It is fascinating to note that Dr. Hale's major commercial
enterprise was a salt-manufacturing complex on the Kanawha at the very place
where Mary Draper Ingles was forced by her Indian captors to boil salt on their
journey down this wild valley a century before. For many years the largest salt
manufactory in the United States, it was a short distance upstream from
Charleston, West Virginia.
The accounts of Mary Ingles' ordeal written by these two
descendants agree almost exactly in the sequence and details of events, with but
one curious difference: John Ingles' version makes no reference to his mother's
pregnancy at the time of her capture, nor the delivery of a baby during her
captivity.
That John Ingles failed to mention the birth and abandonment of
that baby girl indicates either that his parents had never mentioned her in his
presence, or that he chose not to include it in his narrative.

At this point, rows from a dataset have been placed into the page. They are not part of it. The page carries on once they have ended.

//! Configuration view and validation commands, `alertflow config`.

use std::path::{Path, PathBuf};

use alertflow::config::{AlertflowConfig, AlertflowToml, CONFIG_FILE};
use alertflow_common::Stage;
use anyhow::Result;

use super::super::ConfigCommands;

pub fn cmd_config(config_path: Option<&Path>, command: Option<ConfigCommands>) -> Result<()> {
    match command {
        None | Some(ConfigCommands::Show) => show(config_path),
        Some(ConfigCommands::Validate) => validate(config_path),
        Some(ConfigCommands::Init) => init(config_path),
    }
}

fn show(config_path: Option<&Path>) -> Result<()> {
    let config = AlertflowConfig::load(config_path)?;
    let toml = &config.toml;

    println!();
    println!("Alertflow Configuration");
    println!("=======================");
    println!();
    match &config.source {
        Some(path) => println!("Config file: {}", path.display()),
        None => println!("No {} found, using defaults.", CONFIG_FILE),
    }
    println!();

    println!("[engine]");
    println!("  max_concurrency_per_org = {}", toml.engine.max_concurrency_per_org);
    println!("  claim_ttl_secs = {}", toml.engine.claim_ttl_secs);
    println!("  backlog_capacity = {}", toml.engine.backlog_capacity);
    println!("  timeline_timeout_ms = {}", toml.engine.timeline_timeout_ms);
    println!();

    println!("[retry]");
    println!("  max_attempts = {}", toml.retry.max_attempts);
    println!("  base_delay_ms = {}", toml.retry.base_delay_ms);
    println!("  max_delay_ms = {}", toml.retry.max_delay_ms);
    println!("  jitter_ratio = {}", toml.retry.jitter_ratio);
    println!();

    println!("[provider]");
    println!("  kind = \"{}\"", toml.provider.kind);
    if let Some(url) = &toml.provider.base_url {
        println!("  base_url = \"{}\"", url);
    }
    println!("  model = \"{}\"", toml.provider.model);
    println!();

    println!("[orchestration]");
    println!("  protocol = \"{}\"", toml.orchestration.protocol);
    println!("  max_iocs = {}", toml.orchestration.max_iocs);
    println!();

    println!("[server]");
    println!("  bind = \"{}\"", config.bind_addr());
    println!();

    println!("Effective stage settings:");
    for stage in Stage::ALL {
        let settings = config.stage_settings(stage);
        println!(
            "  {:<24} timeout = {}s, manual_minutes = {}",
            stage.to_string(),
            settings.timeout.as_secs(),
            settings.manual_minutes
        );
    }
    println!();
    Ok(())
}

fn validate(config_path: Option<&Path>) -> Result<()> {
    println!();
    println!("Validating configuration...");
    println!();

    let config = AlertflowConfig::load(config_path)?;
    if config.source.is_none() {
        println!("No {} found. Using defaults (valid).", CONFIG_FILE);
        return Ok(());
    }

    let warnings = config.validate();
    if warnings.is_empty() {
        println!("Configuration is valid.");
    } else {
        println!("Configuration warnings:");
        for warning in warnings {
            println!("  - {}", warning);
        }
    }
    println!();
    Ok(())
}

fn init(config_path: Option<&Path>) -> Result<()> {
    let path = config_path
        .map(Path::to_path_buf)
        .unwrap_or_else(|| PathBuf::from(CONFIG_FILE));
    if path.exists() {
        println!("{} already exists at {}", CONFIG_FILE, path.display());
        println!("Delete it first if you want to recreate it.");
        return Ok(());
    }

    AlertflowToml::default().save(&path)?;

    println!("Created {}", path.display());
    println!();
    println!("You can now customize:");
    println!("  - [engine] concurrency, claim TTL and progress backlog");
    println!("  - [provider] kind = \"http\" with base_url and model");
    println!("  - [stages.<name>] timeout_secs and manual_minutes");
    println!();
    Ok(())
}
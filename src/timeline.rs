//! Alert timeline collaborator.
//!
//! Appends are fire-and-forget: the coordinator enqueues an entry and moves
//! on, a background worker delivers it with a short timeout and a couple of
//! retries, and delivery failures are only logged.

use std::sync::Arc;
use std::time::Duration;

use anyhow::{Context, Result};
use async_trait::async_trait;
use serde::Serialize;
use serde_json::Value;
use tokio::sync::mpsc;
use tracing::{debug, info, warn};

use crate::config::{TimelineKind, TimelineSection};

/// Entries buffered before new ones are dropped.
const QUEUE_CAPACITY: usize = 1024;
const DELIVERY_ATTEMPTS: u32 = 3;
const RETRY_DELAY: Duration = Duration::from_millis(200);

#[async_trait]
pub trait TimelineAppender: Send + Sync {
    async fn append_event(&self, alert_id: &str, event_type: &str, payload: &Value) -> Result<()>;
}

/// Writes timeline entries to the structured log.
pub struct LogTimeline;

#[async_trait]
impl TimelineAppender for LogTimeline {
    async fn append_event(&self, alert_id: &str, event_type: &str, payload: &Value) -> Result<()> {
        info!(target: "alertflow::timeline", alert_id, event_type, %payload, "timeline event");
        Ok(())
    }
}

#[derive(Serialize)]
struct TimelineBody<'a> {
    event_type: &'a str,
    payload: &'a Value,
}

/// Posts entries to `{endpoint}/alerts/{id}/timeline`.
pub struct HttpTimeline {
    client: reqwest::Client,
    endpoint: String,
}

impl HttpTimeline {
    pub fn new(endpoint: &str) -> Result<Self> {
        let client = reqwest::Client::builder()
            .user_agent(concat!("alertflow/", env!("CARGO_PKG_VERSION")))
            .build()
            .context("Failed to build HTTP client for timeline")?;
        Ok(Self {
            client,
            endpoint: endpoint.trim_end_matches('/').to_string(),
        })
    }
}

#[async_trait]
impl TimelineAppender for HttpTimeline {
    async fn append_event(&self, alert_id: &str, event_type: &str, payload: &Value) -> Result<()> {
        let url = format!("{}/alerts/{}/timeline", self.endpoint, alert_id);
        let resp = self
            .client
            .post(&url)
            .json(&TimelineBody { event_type, payload })
            .send()
            .await
            .with_context(|| format!("Failed to reach timeline at {url}"))?;
        let status = resp.status();
        if !status.is_success() {
            anyhow::bail!("Timeline rejected {event_type} for {alert_id}: HTTP {status}");
        }
        Ok(())
    }
}

/// Build the configured appender.
pub fn from_config(section: &TimelineSection) -> Result<Arc<dyn TimelineAppender>> {
    match (section.kind, section.endpoint.as_deref()) {
        (TimelineKind::Http, Some(endpoint)) => Ok(Arc::new(HttpTimeline::new(endpoint)?)),
        (TimelineKind::Http, None) => anyhow::bail!("timeline.kind = \"http\" requires timeline.endpoint"),
        (TimelineKind::Log, _) => Ok(Arc::new(LogTimeline)),
    }
}

#[derive(Debug)]
struct TimelineEntry {
    alert_id: String,
    event_type: String,
    payload: Value,
}

/// Queue in front of an appender, drained by a background task.
#[derive(Clone)]
pub struct QueuedTimeline {
    tx: mpsc::Sender<TimelineEntry>,
}

impl QueuedTimeline {
    /// Start the delivery worker on the current tokio runtime.
    pub fn start(inner: Arc<dyn TimelineAppender>, timeout: Duration) -> Self {
        let (tx, mut rx) = mpsc::channel::<TimelineEntry>(QUEUE_CAPACITY);
        tokio::spawn(async move {
            while let Some(entry) = rx.recv().await {
                deliver(inner.as_ref(), &entry, timeout).await;
            }
            debug!("timeline queue closed");
        });
        Self { tx }
    }

    /// Enqueue an entry without waiting. A full queue drops the entry.
    pub fn enqueue(&self, alert_id: &str, event_type: &str, payload: Value) {
        let entry = TimelineEntry {
            alert_id: alert_id.to_string(),
            event_type: event_type.to_string(),
            payload,
        };
        if let Err(e) = self.tx.try_send(entry) {
            warn!(alert_id, event_type, error = %e, "timeline entry dropped");
        }
    }
}

async fn deliver(appender: &dyn TimelineAppender, entry: &TimelineEntry, timeout: Duration) {
    for attempt in 1..=DELIVERY_ATTEMPTS {
        let call = appender.append_event(&entry.alert_id, &entry.event_type, &entry.payload);
        let error = match tokio::time::timeout(timeout, call).await {
            Ok(Ok(())) => return,
            Ok(Err(e)) => e.to_string(),
            Err(_) => format!("no response within {}ms", timeout.as_millis()),
        };
        if attempt == DELIVERY_ATTEMPTS {
            warn!(
                alert_id = %entry.alert_id,
                event_type = %entry.event_type,
                error = %error,
                "timeline append failed, giving up"
            );
        } else {
            debug!(alert_id = %entry.alert_id, attempt, error = %error, "timeline append failed, retrying");
            tokio::time::sleep(RETRY_DELAY).await;
        }
    }
}
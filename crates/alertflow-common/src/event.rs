use chrono::{DateTime, Utc};
use serde::{Deserialize, Serialize};

use crate::run::StageState;
use crate::stage::Stage;

/// A stage state transition as streamed to observers.
///
/// `sequence` is assigned by the progress channel at publish time and is
/// strictly increasing per alert; observers use it as the de-duplication key.
#[derive(Debug, Clone, PartialEq, Serialize, Deserialize)]
#[serde(rename_all = "camelCase")]
pub struct ProgressEvent {
    pub alert_id: String,
    pub stage: Stage,
    pub state: StageState,
    pub sequence: u64,
    #[serde(default, skip_serializing_if = "Option::is_none")]
    pub payload: Option<serde_json::Value>,
    pub emitted_at: DateTime<Utc>,
}

#[cfg(test)]
mod tests {
    use super::*;

    #[test]
    fn test_wire_shape() {
        let event = ProgressEvent {
            alert_id: "A1".to_string(),
            stage: Stage::DeepAnalysis,
            state: StageState::Running,
            sequence: 7,
            payload: Some(serde_json::json!({"attempt": 1})),
            emitted_at: Utc::now(),
        };
        let json = serde_json::to_value(&event).unwrap();
        assert_eq!(json["alertId"], "A1");
        assert_eq!(json["stage"], "deep_analysis");
        assert_eq!(json["state"], "running");
        assert_eq!(json["sequence"], 7);
        assert_eq!(json["payload"]["attempt"], 1);
    }
}
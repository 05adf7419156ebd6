//! Indicator-of-compromise extraction from raw alert payloads.

use std::collections::HashSet;
use std::sync::LazyLock;

use regex::Regex;
use serde::{Deserialize, Serialize};
use serde_json::Value;

static IPV4_REGEX: LazyLock<Regex> =
    LazyLock::new(|| Regex::new(r"\b(?:[0-9]{1,3}\.){3}[0-9]{1,3}\b").unwrap());

static DOMAIN_REGEX: LazyLock<Regex> = LazyLock::new(|| {
    Regex::new(r"\b(?:[a-zA-Z0-9](?:[a-zA-Z0-9\-]{0,61}[a-zA-Z0-9])?\.)+[a-zA-Z]{2,}\b").unwrap()
});

static URL_REGEX: LazyLock<Regex> = LazyLock::new(|| {
    Regex::new(r#"https?://[^\s<>"'{}|\\^`\[\]]+[^\s<>"'{}|\\^`\[\].,;!?]"#).unwrap()
});

static MD5_REGEX: LazyLock<Regex> = LazyLock::new(|| Regex::new(r"\b[a-fA-F0-9]{32}\b").unwrap());
static SHA1_REGEX: LazyLock<Regex> = LazyLock::new(|| Regex::new(r"\b[a-fA-F0-9]{40}\b").unwrap());
static SHA256_REGEX: LazyLock<Regex> =
    LazyLock::new(|| Regex::new(r"\b[a-fA-F0-9]{64}\b").unwrap());

/// Internal hostnames and file names that look like domains.
const IGNORED_DOMAIN_SUFFIXES: &[&str] = &[
    ".local", ".internal", ".exe", ".dll", ".pdf", ".doc", ".docx", ".xls", ".xlsx", ".zip",
    ".txt", ".js", ".ps1", ".log",
];

#[derive(Debug, Clone, Copy, PartialEq, Eq, Hash, Serialize, Deserialize)]
#[serde(rename_all = "lowercase")]
pub enum IocKind {
    Ip,
    Domain,
    Url,
    Md5,
    Sha1,
    Sha256,
}

#[derive(Debug, Clone, PartialEq, Eq, Hash, Serialize, Deserialize)]
pub struct Ioc {
    pub value: String,
    #[serde(rename = "type")]
    pub kind: IocKind,
}

/// Extract up to `limit` unique IOCs from every string value in the alert.
///
/// Order is stable: IPs, domains, URLs, then hashes, each in order of
/// first appearance.
pub fn extract(alert: &Value, limit: usize) -> Vec<Ioc> {
    let mut text = String::new();
    collect_strings(alert, &mut text);

    let candidates = IPV4_REGEX
        .find_iter(&text)
        .filter(|m| is_valid_ipv4(m.as_str()))
        .map(|m| (m.as_str(), IocKind::Ip))
        .chain(
            DOMAIN_REGEX
                .find_iter(&text)
                .filter(|m| !is_ignored_domain(m.as_str()))
                .map(|m| (m.as_str(), IocKind::Domain)),
        )
        .chain(URL_REGEX.find_iter(&text).map(|m| (m.as_str(), IocKind::Url)))
        .chain(MD5_REGEX.find_iter(&text).map(|m| (m.as_str(), IocKind::Md5)))
        .chain(SHA1_REGEX.find_iter(&text).map(|m| (m.as_str(), IocKind::Sha1)))
        .chain(SHA256_REGEX.find_iter(&text).map(|m| (m.as_str(), IocKind::Sha256)));

    let mut seen = HashSet::new();
    let mut iocs = Vec::new();
    for (value, kind) in candidates {
        if iocs.len() >= limit {
            break;
        }
        if seen.insert((value, kind)) {
            iocs.push(Ioc {
                value: value.to_string(),
                kind,
            });
        }
    }
    iocs
}

fn collect_strings(value: &Value, out: &mut String) {
    match value {
        Value::String(s) => {
            out.push_str(s);
            out.push('\n');
        }
        Value::Array(items) => items.iter().for_each(|v| collect_strings(v, out)),
        Value::Object(map) => map.values().for_each(|v| collect_strings(v, out)),
        _ => {}
    }
}

fn is_valid_ipv4(candidate: &str) -> bool {
    candidate.parse::<std::net::Ipv4Addr>().is_ok()
}

fn is_ignored_domain(candidate: &str) -> bool {
    let lower = candidate.to_lowercase();
    IGNORED_DOMAIN_SUFFIXES.iter().any(|s| lower.ends_with(s))
}

#[cfg(test)]
mod tests {
    use super::*;
    use serde_json::json;

    #[test]
    fn test_extracts_each_kind() {
        let alert = json!({
            "title": "Beacon to evil-cdn.ru from 10.0.0.5",
            "details": {
                "url": "https://evil-cdn.ru/payload.bin",
                "hash": "d41d8cd98f00b204e9800998ecf8427e",
            },
            "tags": ["sha256:e3b0c44298fc1c149afbf4c8996fb92427ae41e4649b934ca495991b7852b855"]
        });
        let iocs = extract(&alert, 20);
        let kinds: HashSet<IocKind> = iocs.iter().map(|i| i.kind).collect();
        assert!(kinds.contains(&IocKind::Ip));
        assert!(kinds.contains(&IocKind::Domain));
        assert!(kinds.contains(&IocKind::Url));
        assert!(kinds.contains(&IocKind::Md5));
        assert!(kinds.contains(&IocKind::Sha256));
        assert!(!kinds.contains(&IocKind::Sha1));
    }

    #[test]
    fn test_dedupes_by_value_and_kind() {
        let alert = json!({"a": "1.2.3.4", "b": "seen 1.2.3.4 again"});
        let iocs = extract(&alert, 10);
        assert_eq!(iocs.len(), 1);
        assert_eq!(iocs[0].value, "1.2.3.4");
    }

    #[test]
    fn test_respects_limit() {
        let ips: Vec<String> = (1..=20).map(|i| format!("192.0.2.{i}")).collect();
        let alert = json!({ "ips": ips });
        assert_eq!(extract(&alert, 10).len(), 10);
    }

    #[test]
    fn test_rejects_out_of_range_octets_and_internal_hosts() {
        let alert = json!({"a": "999.1.1.1 dc01.corp.local report.pdf"});
        assert!(extract(&alert, 10).is_empty());
    }

    #[test]
    fn test_wire_shape() {
        let ioc = Ioc {
            value: "1.2.3.4".into(),
            kind: IocKind::Ip,
        };
        let json = serde_json::to_value(&ioc).unwrap();
        assert_eq!(json, json!({"value": "1.2.3.4", "type": "ip"}));
    }
}
//! Wiring of the engine's components from configuration.

use std::sync::Arc;

use anyhow::{Context, Result};
use tracing::info;

use crate::config::{AlertflowConfig, OrchestrationProtocol};
use crate::coordinator::{AlertAnalysisCoordinator, CoordinatorSettings};
use crate::executor::{ConcurrencyPool, ExecutorRegistry, StageRunner};
use crate::feedback::FeedbackLedger;
use crate::progress::ProgressChannel;
use crate::provider::{self, ModelParameters};
use crate::soar;
use crate::timeline::{self, QueuedTimeline};

/// Everything a front end (HTTP server or CLI) needs.
#[derive(Clone)]
pub struct Engine {
    pub coordinator: Arc<AlertAnalysisCoordinator>,
    pub ledger: Arc<FeedbackLedger>,
    pub progress: Arc<ProgressChannel>,
}

impl Engine {
    /// Build the standard executors from configuration.
    ///
    /// Must run inside a tokio runtime: the timeline worker is spawned here.
    pub fn from_config(config: &AlertflowConfig) -> Result<Self> {
        let toml = &config.toml;
        let provider =
            provider::from_config(&toml.provider).context("Failed to set up AI provider")?;
        let soar_api = soar::client_for(&toml.orchestration, OrchestrationProtocol::Api)
            .context("Failed to set up SOAR api client")?;
        let soar_mcp = soar::client_for(&toml.orchestration, OrchestrationProtocol::Mcp)
            .context("Failed to set up SOAR mcp client")?;
        let registry = ExecutorRegistry::standard(
            provider.clone(),
            ModelParameters::from_section(&toml.provider),
            soar_api,
            soar_mcp,
            toml.orchestration.max_iocs,
        );

        let appender = timeline::from_config(&toml.timeline).context("Failed to set up timeline")?;
        let timeline = QueuedTimeline::start(appender, config.timeline_timeout());

        info!(
            provider = provider.name(),
            orchestration = %toml.orchestration.protocol,
            max_concurrency_per_org = toml.engine.max_concurrency_per_org,
            "engine configured"
        );
        Ok(Self::with_registry(config, registry, Some(timeline)))
    }

    /// Build around an explicit executor table.
    pub fn with_registry(
        config: &AlertflowConfig,
        registry: ExecutorRegistry,
        timeline: Option<QueuedTimeline>,
    ) -> Self {
        let stage_config = config.clone();
        let runner = StageRunner::new(
            Arc::new(registry),
            Arc::new(ConcurrencyPool::new(config.toml.engine.max_concurrency_per_org)),
            config.retry_policy(),
            move |stage| stage_config.stage_settings(stage).timeout,
        );
        let progress = Arc::new(ProgressChannel::new(config.toml.engine.backlog_capacity));

        let mut coordinator = AlertAnalysisCoordinator::new(
            Arc::new(runner),
            progress.clone(),
            CoordinatorSettings::from_config(config),
        );
        if let Some(timeline) = timeline {
            coordinator = coordinator.with_timeline(timeline);
        }
        let coordinator = Arc::new(coordinator);
        let ledger = Arc::new(FeedbackLedger::new(coordinator.clone()));

        Self {
            coordinator,
            ledger,
            progress,
        }
    }
}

Dr. Hale credits the details of the baby's birth to papers
authored by Mrs. Letitia Preston Floyd, a daughter of William Preston, longtime
neighbor of Mrs. Ingles, and wife of Governor John Floyd II of Virginia, and
indicates but does not name other sources.
He relates his information about the baby with such certainty and
such richness of detail that I am convinced he was sure of his facts, and I have
based my treatment of this part of the story on his information. I can readily
believe that the desertion of one's infant -- even for the expedient of
improving its survival prospects -- would be such a traumatic and complex
emotional experience that one would not discuss it thereafter in the family.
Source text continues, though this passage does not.